Steelers Throwback Thursday: History of the 1943 ‘Steagles’ football team

Steel City Underground presents “Steelers Throwback Thursday” featuring plays, stories, and recaps from recent and past seasons which you may have forgotten about! Now we’re “bringing them back!”

Similar to our throwback to this time of year, 76 years ago, to look at the Card-Pitt football team merger, this week we’re going back 77 years to when the ‘Steagles’ were formed.

On June 19th, 1943, the annual NFL owners’ meeting occurred. One of the biggest discussions during this meeting was how to supplement the 600 NFL players who were getting drafted to serve in World War II. Teams like the Cleveland Rams had to suspend operations altogether, and programs like the Pittsburgh Steelers only had six players left, the Philadelphia Eagles sixteen.

For two franchises, the Steelers and Eagles, the solution was to temporarily combine and merge the two organizations to play the 1943 NFL season as one team. Steelers owner, Art Rooney, knew the league needed at least eight teams to survive the season and came up with the idea to merge the two teams.

Embed from Getty Images

The merger was officially approved by a vote of 5-4, with the official team name as the ‘Phil-Pitt Combine.’ The popular team name ‘Steagles’ was never officially in the NFL record books and was adopted by fans and newspapers.

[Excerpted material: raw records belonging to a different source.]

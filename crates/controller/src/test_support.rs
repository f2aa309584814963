use std::collections::{BTreeMap, HashMap, VecDeque};
use std::sync::atomic::{AtomicBool, AtomicU32, Ordering};
use std::sync::Mutex;

use adc_common::{
    AlarmDefinitionSpec, DefinitionRequest, DesiredDefinition, NotificationMethod,
    RemoteDefinition,
};
use async_trait::async_trait;
use serde_json::Value;

use crate::auth::{AuthError, Credential, CredentialProvider};
use crate::desired::{DesiredError, DesiredGateway, SpecPatch};
use crate::remote::{RemoteError, RemoteGateway};

#[derive(Debug, Clone, PartialEq)]
pub enum RemoteCall {
    List,
    Create(DefinitionRequest),
    Update(String, DefinitionRequest),
    Delete(String),
}

#[derive(Debug, Clone, Copy, PartialEq)]
pub enum Failure {
    NotFound,
    Conflict,
    Internal,
}

impl Failure {
    fn to_error(self) -> RemoteError {
        match self {
            Self::NotFound => RemoteError::from_status(404, "not found".into()),
            Self::Conflict => RemoteError::from_status(409, "already exists".into()),
            Self::Internal => RemoteError::from_status(500, "internal error".into()),
        }
    }
}

pub enum MethodsReply {
    Methods(Vec<NotificationMethod>),
    Fail,
}

#[derive(Default)]
pub struct FakeRemote {
    definitions: Mutex<BTreeMap<String, RemoteDefinition>>,
    calls: Mutex<Vec<RemoteCall>>,
    fail_listing: AtomicBool,
    create_failures: Mutex<VecDeque<Failure>>,
    update_failures: Mutex<VecDeque<Failure>>,
    delete_failures: Mutex<HashMap<String, Failure>>,
    methods: Mutex<VecDeque<MethodsReply>>,
    method_fetches: AtomicU32,
    next_id: AtomicU32,
}

impl FakeRemote {
    pub fn new() -> Self {
        Self::default()
    }

    pub fn seed(&self, def: RemoteDefinition) {
        self.definitions
            .lock()
            .unwrap()
            .insert(def.id.clone(), def);
    }

    pub fn definition(&self, id: &str) -> Option<RemoteDefinition> {
        self.definitions.lock().unwrap().get(id).cloned()
    }

    pub fn definition_ids(&self) -> Vec<String> {
        self.definitions.lock().unwrap().keys().cloned().collect()
    }

    pub fn calls(&self) -> Vec<RemoteCall> {
        self.calls.lock().unwrap().clone()
    }

    pub fn mutations(&self) -> Vec<RemoteCall> {
        self.calls()
            .into_iter()
            .filter(|c| *c != RemoteCall::List)
            .collect()
    }

    pub fn list_calls(&self) -> usize {
        self.calls()
            .iter()
            .filter(|c| **c == RemoteCall::List)
            .count()
    }

    pub fn clear_calls(&self) {
        self.calls.lock().unwrap().clear();
    }

    pub fn fail_listing(&self, fail: bool) {
        self.fail_listing.store(fail, Ordering::SeqCst);
    }

    pub fn fail_next_create(&self, failure: Failure) {
        self.create_failures.lock().unwrap().push_back(failure);
    }

    pub fn fail_next_update(&self, failure: Failure) {
        self.update_failures.lock().unwrap().push_back(failure);
    }

    pub fn fail_delete(&self, id: &str, failure: Failure) {
        self.delete_failures
            .lock()
            .unwrap()
            .insert(id.to_string(), failure);
    }

    pub fn queue_methods(&self, reply: MethodsReply) {
        self.methods.lock().unwrap().push_back(reply);
    }

    pub fn method_fetches(&self) -> u32 {
        self.method_fetches.load(Ordering::SeqCst)
    }

    fn record(&self, call: RemoteCall) {
        self.calls.lock().unwrap().push(call);
    }
}

fn apply_request(def: &mut RemoteDefinition, request: &DefinitionRequest) {
    def.name = request.name.clone();
    def.description = request.description.clone();
    def.expression = request.expression.clone();
    if let Some(deterministic) = request.deterministic {
        def.deterministic = deterministic;
    }
    if let Some(ref severity) = request.severity {
        def.severity = severity.clone();
    }
    if let Some(ref match_by) = request.match_by {
        def.match_by = match_by.clone();
    }
    if let Some(ref actions) = request.alarm_actions {
        def.alarm_actions = actions.clone();
    }
    if let Some(ref actions) = request.ok_actions {
        def.ok_actions = actions.clone();
    }
    if let Some(ref actions) = request.undetermined_actions {
        def.undetermined_actions = actions.clone();
    }
}

#[async_trait]
impl RemoteGateway for FakeRemote {
    async fn list_definitions(&self) -> Result<Vec<RemoteDefinition>, RemoteError> {
        self.record(RemoteCall::List);
        if self.fail_listing.load(Ordering::SeqCst) {
            return Err(Failure::Internal.to_error());
        }
        Ok(self.definitions.lock().unwrap().values().cloned().collect())
    }

    async fn create_definition(
        &self,
        request: &DefinitionRequest,
    ) -> Result<RemoteDefinition, RemoteError> {
        self.record(RemoteCall::Create(request.clone()));
        if let Some(failure) = self.create_failures.lock().unwrap().pop_front() {
            return Err(failure.to_error());
        }
        let n = self.next_id.fetch_add(1, Ordering::SeqCst) + 1;
        let mut def = RemoteDefinition {
            id: format!("new-{n}"),
            actions_enabled: true,
            ..Default::default()
        };
        apply_request(&mut def, request);
        self.seed(def.clone());
        Ok(def)
    }

    async fn update_definition(
        &self,
        id: &str,
        request: &DefinitionRequest,
    ) -> Result<RemoteDefinition, RemoteError> {
        self.record(RemoteCall::Update(id.to_string(), request.clone()));
        if let Some(failure) = self.update_failures.lock().unwrap().pop_front() {
            return Err(failure.to_error());
        }
        let mut defs = self.definitions.lock().unwrap();
        let def = defs
            .get_mut(id)
            .ok_or_else(|| Failure::NotFound.to_error())?;
        apply_request(def, request);
        Ok(def.clone())
    }

    async fn delete_definition(&self, id: &str) -> Result<(), RemoteError> {
        self.record(RemoteCall::Delete(id.to_string()));
        if let Some(failure) = self.delete_failures.lock().unwrap().get(id) {
            return Err(failure.to_error());
        }
        match self.definitions.lock().unwrap().remove(id) {
            Some(_) => Ok(()),
            None => Err(Failure::NotFound.to_error()),
        }
    }

    async fn list_notification_methods(&self) -> Result<Vec<NotificationMethod>, RemoteError> {
        self.method_fetches.fetch_add(1, Ordering::SeqCst);
        match self.methods.lock().unwrap().pop_front() {
            Some(MethodsReply::Methods(methods)) => Ok(methods),
            Some(MethodsReply::Fail) => Err(Failure::Internal.to_error()),
            None => Ok(Vec::new()),
        }
    }
}

#[derive(Default)]
pub struct FakeDesired {
    objects: Mutex<Vec<DesiredDefinition>>,
    patches: Mutex<Vec<(String, SpecPatch)>>,
    fail_listing: AtomicBool,
    fail_patches: AtomicBool,
}

impl FakeDesired {
    pub fn new(objects: Vec<DesiredDefinition>) -> Self {
        Self {
            objects: Mutex::new(objects),
            ..Default::default()
        }
    }

    pub fn objects(&self) -> Vec<DesiredDefinition> {
        self.objects.lock().unwrap().clone()
    }

    pub fn object(&self, name: &str) -> Option<DesiredDefinition> {
        self.objects().into_iter().find(|o| o.name == name)
    }

    pub fn insert(&self, obj: DesiredDefinition) {
        self.objects.lock().unwrap().push(obj);
    }

    pub fn remove(&self, name: &str) {
        self.objects.lock().unwrap().retain(|o| o.name != name);
    }

    pub fn replace_spec(&self, name: &str, spec: AlarmDefinitionSpec) {
        if let Some(obj) = self.objects.lock().unwrap().iter_mut().find(|o| o.name == name) {
            obj.spec = spec;
        }
    }

    pub fn patches(&self) -> Vec<(String, SpecPatch)> {
        self.patches.lock().unwrap().clone()
    }

    pub fn patches_for(&self, name: &str) -> Vec<SpecPatch> {
        self.patches()
            .into_iter()
            .filter(|(n, _)| n == name)
            .map(|(_, p)| p)
            .collect()
    }

    pub fn fail_listing(&self, fail: bool) {
        self.fail_listing.store(fail, Ordering::SeqCst);
    }

    pub fn fail_patches(&self, fail: bool) {
        self.fail_patches.store(fail, Ordering::SeqCst);
    }
}

fn apply_patch(spec: &mut AlarmDefinitionSpec, patch: &SpecPatch) {
    if let Some(Value::String(id)) = patch.get("id") {
        spec.id = Some(id.clone());
    }
    if let Some(Value::Array(actions)) = patch.get("alarm_actions") {
        spec.alarm_actions = actions
            .iter()
            .filter_map(|a| a.as_str().map(str::to_string))
            .collect();
    }
    match patch.get("error") {
        Some(Value::String(message)) => spec.error = Some(message.clone()),
        Some(Value::Null) => spec.error = None,
        _ => {}
    }
}

#[async_trait]
impl DesiredGateway for FakeDesired {
    async fn list(&self) -> Result<Vec<DesiredDefinition>, DesiredError> {
        if self.fail_listing.load(Ordering::SeqCst) {
            return Err(DesiredError::Api("connection refused".into()));
        }
        Ok(self.objects())
    }

    async fn patch_spec(
        &self,
        target: &DesiredDefinition,
        patch: &SpecPatch,
    ) -> Result<(), DesiredError> {
        if self.fail_patches.load(Ordering::SeqCst) {
            return Err(DesiredError::Api("patch rejected".into()));
        }
        self.patches
            .lock()
            .unwrap()
            .push((target.name.clone(), patch.clone()));
        if let Some(obj) = self
            .objects
            .lock()
            .unwrap()
            .iter_mut()
            .find(|o| o.name == target.name && o.namespace == target.namespace)
        {
            apply_patch(&mut obj.spec, patch);
        }
        Ok(())
    }
}

#[derive(Default)]
pub struct FakeCredentials {
    fail: AtomicBool,
    refreshes: AtomicU32,
}

impl FakeCredentials {
    pub fn new() -> Self {
        Self::default()
    }

    pub fn fail(&self, fail: bool) {
        self.fail.store(fail, Ordering::SeqCst);
    }

    pub fn refreshes(&self) -> u32 {
        self.refreshes.load(Ordering::SeqCst)
    }
}

#[async_trait]
impl CredentialProvider for FakeCredentials {
    async fn refresh(&self) -> Result<Credential, AuthError> {
        self.refreshes.fetch_add(1, Ordering::SeqCst);
        if self.fail.load(Ordering::SeqCst) {
            return Err(AuthError::Rejected { status: 401 });
        }
        Ok(Credential {
            token: "fake-token".into(),
        })
    }
}

pub fn spec(name: &str) -> AlarmDefinitionSpec {
    AlarmDefinitionSpec {
        name: name.to_string(),
        expression: format!("avg({name}) > 90"),
        description: format!("{name} alarm"),
        severity: "HIGH".into(),
        ..Default::default()
    }
}

pub fn desired(name: &str, spec: AlarmDefinitionSpec) -> DesiredDefinition {
    DesiredDefinition {
        name: name.to_string(),
        namespace: "default".into(),
        spec,
    }
}

pub fn remote_def(id: &str, name: &str) -> RemoteDefinition {
    let base = name.trim_end_matches(adc_common::MANAGED_SUFFIX);
    let s = spec(base);
    RemoteDefinition {
        id: id.to_string(),
        name: name.to_string(),
        description: s.description,
        expression: s.expression,
        severity: s.severity,
        actions_enabled: true,
        ..Default::default()
    }
}

pub fn notification(id: &str, name: &str) -> NotificationMethod {
    NotificationMethod {
        id: id.to_string(),
        name: name.to_string(),
        kind: "EMAIL".into(),
        address: format!("{name}@example.com"),
        period: 0,
    }
}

With Philadelphia having most of the players on the team, that city had four home games while Pittsburgh only had two. The colors for the combined team were also green and white, marking the only full season where the Pittsburgh Steelers played in colors other than black and gold. Some older color photos depict the Steagles, at times, with gold socks versus green socks with white stripes. The “official” colors were green and white, however.

As you might expect, the Steagles faced many challenges in merging the two teams to play the 1943 NFL season. The two cities were bitter in-state rivals, where both teams always finished at the bottom of the standings.

As both head coaches did not want to be demoted by Rooney or Bert Bell, Pittsburgh head coach Walt Keisling and Philadelphia’s Greasy Neale were named co-head coaches. Both had a bit of a temper and argued with each other constantly. Each wanted to implement their own offensive style, but Neale took advantage of a travel delay on the way to Philadelphia by Keisling, adding the ‘T-formation’ before Keisling ever got to camp. Keisling would then take over as defensive coordinator and Neale as offensive coordinator, while both split head coaching duties.

“I thought Greasy was the most stubborn man I ever met until I met Kiesling. They didn’t get along at all… they spent most of the time fighting with each other. It was actually kind of funny to watch.” – Frank “Bucko” Kilroy, an Eagles tackle who played for the Steagles.

In addition, the Steagles were the only professional sports team that year where all players were required to have a full-time war job, leaving football as an extracurricular activity for nearly everyone. Bill Hewitt came out of retirement from football to play for the Steagles as the highest-paid member at $400 per game; he’d enter the Hall of Fame with a reputation for never wearing a helmet (Chicago Bears, Eagles) but was chagrined to do so due to a new helmet rule in place that 1943 season.

Embed from Getty Images

The Washington Redskins were convinced by the league to sell Roy Zimmerman to the Steagles for cheap since he was sitting behind Sammy Baugh as a backup. Zimmerman completed just 34 percent of his pass attempts, however, with nine touchdowns to 17 interceptions. In the end, he wound up splitting time with a left-handed Brooklyn College rookie named Allie Sherman.

“It sounds like we had a big advantage, putting two teams together as one… all it meant was we had twice as many lousy players. Look at the teams. The Eagles had never had a winning season and the Steelers were almost as bad.” – Al Wistert

Despite both teams typically having losing seasons, the 1943 Steagles got off to an impressive 2-0 start. In one game against the New York Giants, the team fumbled an NFL record ten times (that still stood until 2018), yet still won the game, 28-14. The team went into the final week of the season with a record of 5-3-1 and a shot at the division title against the Green Bay Packers. They lost the game, finishing with a record of 5-4-1, but it was the first winning season for the Philadelphia Eagles and the second for the Pittsburgh Steelers.